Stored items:

//! Configuration module for the media tool
//!
//! Supports loading configuration from a TOML file.
//! Configuration is stored in a standard location:
//! - Windows: %APPDATA%\media-tool\config.toml
//! - Linux: ~/.config/media-tool/config.toml
//! - macOS: ~/Library/Application Support/media-tool/config.toml

use serde::{Deserialize, Serialize};
use std::collections::BTreeSet;
use std::fs;
use std::path::{Path, PathBuf};

/// Application name used for config directory
const APP_NAME: &str = "media-tool";

/// Default config file name
const CONFIG_FILE_NAME: &str = "config.toml";

/// Local override looked up in the working directory
const LOCAL_CONFIG_FILE_NAME: &str = "media-tool.toml";

/// Entries that are never listed from a device, matched by exact name
pub const DEFAULT_IGNORED_NAMES: &[&str] = &["System Volume Information", "$RECYCLE.BIN"];

/// Get the standard configuration directory for the application.
pub fn get_config_dir() -> Option<PathBuf> {
    dirs::config_dir().map(|dir| dir.join(APP_NAME))
}

/// Get the standard configuration file path.
pub fn get_config_path() -> Option<PathBuf> {
    get_config_dir().map(|dir| dir.join(CONFIG_FILE_NAME))
}

/// Main configuration structure
#[derive(Debug, Clone, Default, Serialize, Deserialize)]
#[serde(default)]
pub struct Config {
    /// Device traversal settings
    pub device: DeviceConfig,

    /// Import settings
    pub import: ImportConfig,

    /// External metadata tool settings
    pub exiftool: ExifToolConfig,

    /// Logging settings
    pub logging: LoggingConfig,
}

/// Device traversal configuration
#[derive(Debug, Clone, Serialize, Deserialize)]
#[serde(default)]
pub struct DeviceConfig {
    /// Names skipped anywhere in a device tree (exact, case-sensitive match)
    pub ignored_names: BTreeSet<String>,

    /// Sort children by name instead of keeping the order reported by the device
    pub sort_entries: bool,
}

/// Import configuration
#[derive(Debug, Clone, Serialize, Deserialize)]
#[serde(default)]
pub struct ImportConfig {
    /// Target directory used when none is given on the command line
    pub default_target_dir: Option<PathBuf>,

    /// Keep the staging directory after the metadata tool has moved the files
    pub keep_staging: bool,

    /// Never delete originals from the device
    pub dry_run: bool,
}

/// External metadata tool configuration
#[derive(Debug, Clone, Serialize, Deserialize)]
#[serde(default)]
pub struct ExifToolConfig {
    /// Explicit path to the exiftool binary (auto-detected when empty)
    pub path: Option<PathBuf>,

    /// Arguments passed before every invocation
    pub default_args: Vec<String>,
}

/// Logging configuration
#[derive(Debug, Clone, Serialize, Deserialize)]
#[serde(default)]
pub struct LoggingConfig {
    /// Log level: error, warn, info, debug, trace
    pub level: String,

    /// Log to file
    pub log_to_file: bool,

    /// Log file path
    pub log_file: PathBuf,
}

impl Default for DeviceConfig {
    fn default() -> Self {
        Self {
            ignored_names: DEFAULT_IGNORED_NAMES.iter().map(|s| s.to_string()).collect(),
            sort_entries: false,
        }
    }
}

impl Default for ImportConfig {
    fn default() -> Self {
        Self {
            default_target_dir: None,
            keep_staging: false,
            dry_run: false,
        }
    }
}

impl Default for ExifToolConfig {
    fn default() -> Self {
        Self {
            path: None,
            default_args: vec!["-v0".to_string(), "-progress".to_string()],
        }
    }
}

impl Default for LoggingConfig {
    fn default() -> Self {
        Self {
            level: "info".to_string(),
            log_to_file: false,
            log_file: PathBuf::from("./media-tool.log"),
        }
    }
}

impl Config {
    /// Load configuration from a TOML file
    pub fn load<P: AsRef<Path>>(path: P) -> Result<Self, ConfigError> {
        let path = path.as_ref();

        if !path.exists() {
            return Err(ConfigError::FileNotFound(path.to_path_buf()));
        }

        let content = fs::read_to_string(path)
            .map_err(|e| ConfigError::ReadError(path.to_path_buf(), e.to_string()))?;

        Self::parse(&content).map_err(|e| match e {
            ConfigError::ParseError(_, msg) => ConfigError::ParseError(path.to_path_buf(), msg),
            other => other,
        })
    }

    /// Parse configuration from TOML text
    pub fn parse(content: &str) -> Result<Self, ConfigError> {
        toml::from_str(content).map_err(|e| ConfigError::ParseError(PathBuf::new(), e.to_string()))
    }

    /// Load configuration from default locations
    ///
    /// Search order:
    /// 1. ./media-tool.toml (current directory)
    /// 2. Standard config location
    ///
    /// If no config file is found, returns default configuration.
    pub fn load_default() -> Result<Self, ConfigError> {
        let local = PathBuf::from(LOCAL_CONFIG_FILE_NAME);
        if local.exists() {
            return Self::load(&local);
        }

        if let Some(config_path) = get_config_path() {
            if config_path.exists() {
                return Self::load(&config_path);
            }
        }

        Ok(Self::default())
    }

    /// Get the path where the config file is (or would be) located.
    pub fn get_active_config_path() -> PathBuf {
        let local = PathBuf::from(LOCAL_CONFIG_FILE_NAME);
        if local.exists() {
            return local;
        }

        get_config_path().unwrap_or(local)
    }

    /// Generate a default config file with comments
    pub fn generate_default_config() -> String {
        include_str!("../../config.example.toml").to_string()
    }

    /// Write the commented default config to `path`, or the standard location
    pub fn write_default_config(path: Option<PathBuf>) -> Result<PathBuf, ConfigError> {
        let path = match path {
            Some(path) => path,
            None => get_config_path().ok_or(ConfigError::ConfigDirNotFound)?,
        };

        if let Some(parent) = path.parent() {
            if !parent.as_os_str().is_empty() {
                fs::create_dir_all(parent)
                    .map_err(|e| ConfigError::WriteError(parent.to_path_buf(), e.to_string()))?;
            }
        }

        fs::write(&path, Self::generate_default_config())
            .map_err(|e| ConfigError::WriteError(path.clone(), e.to_string()))?;

        Ok(path)
    }
}

/// Configuration error types
#[derive(Debug)]
pub enum ConfigError {
    /// Configuration file was not found at the specified path
    FileNotFound(PathBuf),
    /// Failed to read the configuration file
    ReadError(PathBuf, String),
    /// Failed to parse the configuration file (invalid TOML)
    ParseError(PathBuf, String),
    /// Failed to write configuration file
    WriteError(PathBuf, String),
    /// Could not determine config directory
    ConfigDirNotFound,
}

impl std::fmt::Display for ConfigError {
    fn fmt(&self, f: &mut std::fmt::Formatter<'_>) -> std::fmt::Result {
        match self {
            ConfigError::FileNotFound(path) => {
                write!(f, "Configuration file not found: {}", path.display())
            }
            ConfigError::ReadError(path, err) => {
                write!(
                    f,
                    "Failed to read config file '{}': {}",
                    path.display(),
                    err
                )
            }
            ConfigError::ParseError(path, err) => {
                write!(
                    f,
                    "Failed to parse config file '{}': {}",
                    path.display(),
                    err
                )
            }
            ConfigError::WriteError(path, err) => {
                write!(
                    f,
                    "Failed to write config file '{}': {}",
                    path.display(),
                    err
                )
            }
            ConfigError::ConfigDirNotFound => {
                write!(f, "Could not determine configuration directory")
            }
        }
    }
}

impl std::error::Error for ConfigError {}

#[cfg(test)]
mod tests {
    use super::*;

    #[test]
    fn test_defaults() {
        let config = Config::default();
        assert!(config
            .device
            .ignored_names
            .contains("System Volume Information"));
        assert!(config.device.ignored_names.contains("$RECYCLE.BIN"));
        assert!(!config.device.sort_entries);
        assert!(!config.import.dry_run);
        assert_eq!(config.exiftool.default_args, vec!["-v0", "-progress"]);
        assert_eq!(config.logging.level, "info");
    }

    #[test]
    fn test_partial_file_keeps_defaults() {
        let config = Config::parse(
            r#"
            [device]
            sort_entries = true

            [import]
            default_target_dir = "/media/photos"
            "#,
        )
        .unwrap();

        assert!(config.device.sort_entries);
        assert_eq!(config.device.ignored_names.len(), 2);
        assert_eq!(
            config.import.default_target_dir,
            Some(PathBuf::from("/media/photos"))
        );
        assert_eq!(config.logging.level, "info");
    }

    #[test]
    fn test_example_config_parses() {
        let config = Config::parse(&Config::generate_default_config()).unwrap();
        assert_eq!(config.device.ignored_names.len(), 2);
        assert!(!config.import.keep_staging);
    }

    #[test]
    fn test_parse_error() {
        let err = Config::parse("[device\nsort_entries = true").unwrap_err();
        assert!(matches!(err, ConfigError::ParseError(_, _)));
    }

    #[test]
    fn test_write_default_config_and_load() {
        let dir = tempfile::tempdir().unwrap();
        let path = dir.path().join("nested").join("config.toml");

        let written = Config::write_default_config(Some(path.clone())).unwrap();
        assert_eq!(written, path);

        let loaded = Config::load(&path).unwrap();
        assert!(loaded.device.ignored_names.contains("$RECYCLE.BIN"));
        assert_eq!(loaded.logging.level, "info");
    }

    #[test]
    fn test_load_missing_file() {
        let err = Config::load("/definitely/not/here.toml").unwrap_err();
        assert!(matches!(err, ConfigError::FileNotFound(_)));
    }
}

• Task details
What do the lines above say from the one containing "- Linux: ~/.config/media-tool/config.toml" down to the one containing "const LOCAL_CONFIG_FILE_NAME: &str"? Return them exactly, both end lines included, and only them.

• Written reply
//! - Linux: ~/.config/media-tool/config.toml
//! - macOS: ~/Library/Application Support/media-tool/config.toml

use serde::{Deserialize, Serialize};
use std::collections::BTreeSet;
use std::fs;
use std::path::{Path, PathBuf};

/// Application name used for config directory
const APP_NAME: &str = "media-tool";

/// Default config file name
const CONFIG_FILE_NAME: &str = "config.toml";

/// Local override looked up in the working directory
const LOCAL_CONFIG_FILE_NAME: &str = "media-tool.toml";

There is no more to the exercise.